Advice for students and graduates
When students enter your program, are there some who set out with the goal of becoming a data scientist? Are there discernible differences in the skills possessed by those who want to become data scientists compared to say an analyst or consultant?
Yes, clearly there are students who have set a career goal on becoming a data scientist. Perhaps the most common characteristic in these students is a strong balance between their statistical competency and overall computer programming skills.

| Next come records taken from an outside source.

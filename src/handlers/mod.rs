pub mod payment;

use crate::health::{self, HealthResponse};
use crate::AppState;
use axum::{extract::State, http::StatusCode, response::IntoResponse, Json};
use utoipa::OpenApi;

#[derive(OpenApi)]
#[openapi(
    paths(
        health,
        payment::request_payment,
        payment::verify_payment,
        payment::fail_payment,
        payment::list_payments,
        payment::get_payment,
    ),
    components(schemas(
        HealthResponse,
        health::DependencyStatus,
        payment::PaymentRequest,
        payment::PaymentRequestResponse,
        payment::AuthorityPayload,
        payment::PaymentStatusResponse,
        payment::TransactionView,
        crate::domain::TransactionStatus,
    )),
    tags(
        (name = "Transaction", description = "Payment transaction lifecycle"),
        (name = "Health", description = "Service health")
    )
)]
pub struct ApiDoc;

#[utoipa::path(
    get,
    path = "/health",
    responses(
        (status = 200, description = "Service is healthy", body = HealthResponse),
        (status = 503, description = "Service is unhealthy", body = HealthResponse)
    ),
    tag = "Health"
)]
pub async fn health(State(state): State<AppState>) -> impl IntoResponse {
    let report = health::health_report(state.repository.as_ref(), state.start_time).await;

    let status_code = if report.is_healthy() {
        StatusCode::OK
    } else {
        StatusCode::SERVICE_UNAVAILABLE
    };

    (status_code, Json(report))
}

pub async fn openapi_json() -> impl IntoResponse {
    Json(ApiDoc::openapi())
}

They tend to excel on both dimensions equally well. That’s rare. We typically see students stronger in one or the other area. This has more to do with the current reality in undergraduate education, where the crossover between statistics and computer science in the curriculum is not as strong as it needs to be.
How would you advise graduates to plan for success in a career as a data scientist?
I would start by advising them to narrow their time horizon to the initial three years after graduation. The first job is a stepping stone and getting it right will give you the maximum lift from your education. If you can, don’t focus too much on geographic location or the highest salary. I encourage students to think about their first position like a medical residency. You hope to go to a leading hospital where you can benefit from being around experienced surgeons and physicians and learn the profession. After three solid years of experience, then you can then consider moving on, if it makes sense, to a geographic location or industry that better suits your needs.
Never stop learning. Especially today – there are so many great opportunities to continue to learn while on the job. Keep adding to the toolbox. Always be professional. Think about how your work is connected to and adds value to the business. Build strong relationships with colleagues – learn from them and share your knowledge. Put faith in the power of teams. Be the consummate team player that everyone wants on their team.
If you were to give one bit of advice to a candidate who was interested in pursuing a future as a data scientist – what would that be?
If you want a clear pathway into the profession, I would recommend university graduate programs like ours, which are specifically designed to help both new graduates and midcareer people become data scientists. Our approach is to provide an intense, immersive learning experience in the shortage time possible – 10 months – so candidates can get into (or back to) the workforce quickly. There are also part-time and online options. Since the time we launched the first Master of Science in Analytics degree in 2006, there are now more than 100 similar programs worldwide, so there are plenty to choose from. There are also a number of online options for self-learners, where one can brush-up on their knowledge of statistics and improve their programming skills.
I would caution a candidate not to get caught up in the hype. Data scientists have been given the tagline of the “sexy” new career, and truthfully it’s nothing of the sort. Valuable insights from data don’t come easily or quickly. It’s plain hard work, and it takes a serious person with intelligence, skill and determination to see a problem through to completion. If that person is you, it’s an amazing career opportunity and you’ll find yourself with no shortage of work after graduation.
Michael Rappa is the founding director of the Institute for Advanced Analytics and a member of the faculty in the Department of Computer Science at North Carolina State University. As head of the Institute, he leads the nation’s first Master of Science in Analytics as its principal architect. Before joining NC State, for nine years he was a professor at the MIT Sloan School of Management. Dr. Rappa has more than 25 years of experience working across academic disciplines. An accomplished researcher and instructor, his passion is to bring an entrepreneurial and forward-thinking mindset to innovation in higher learning.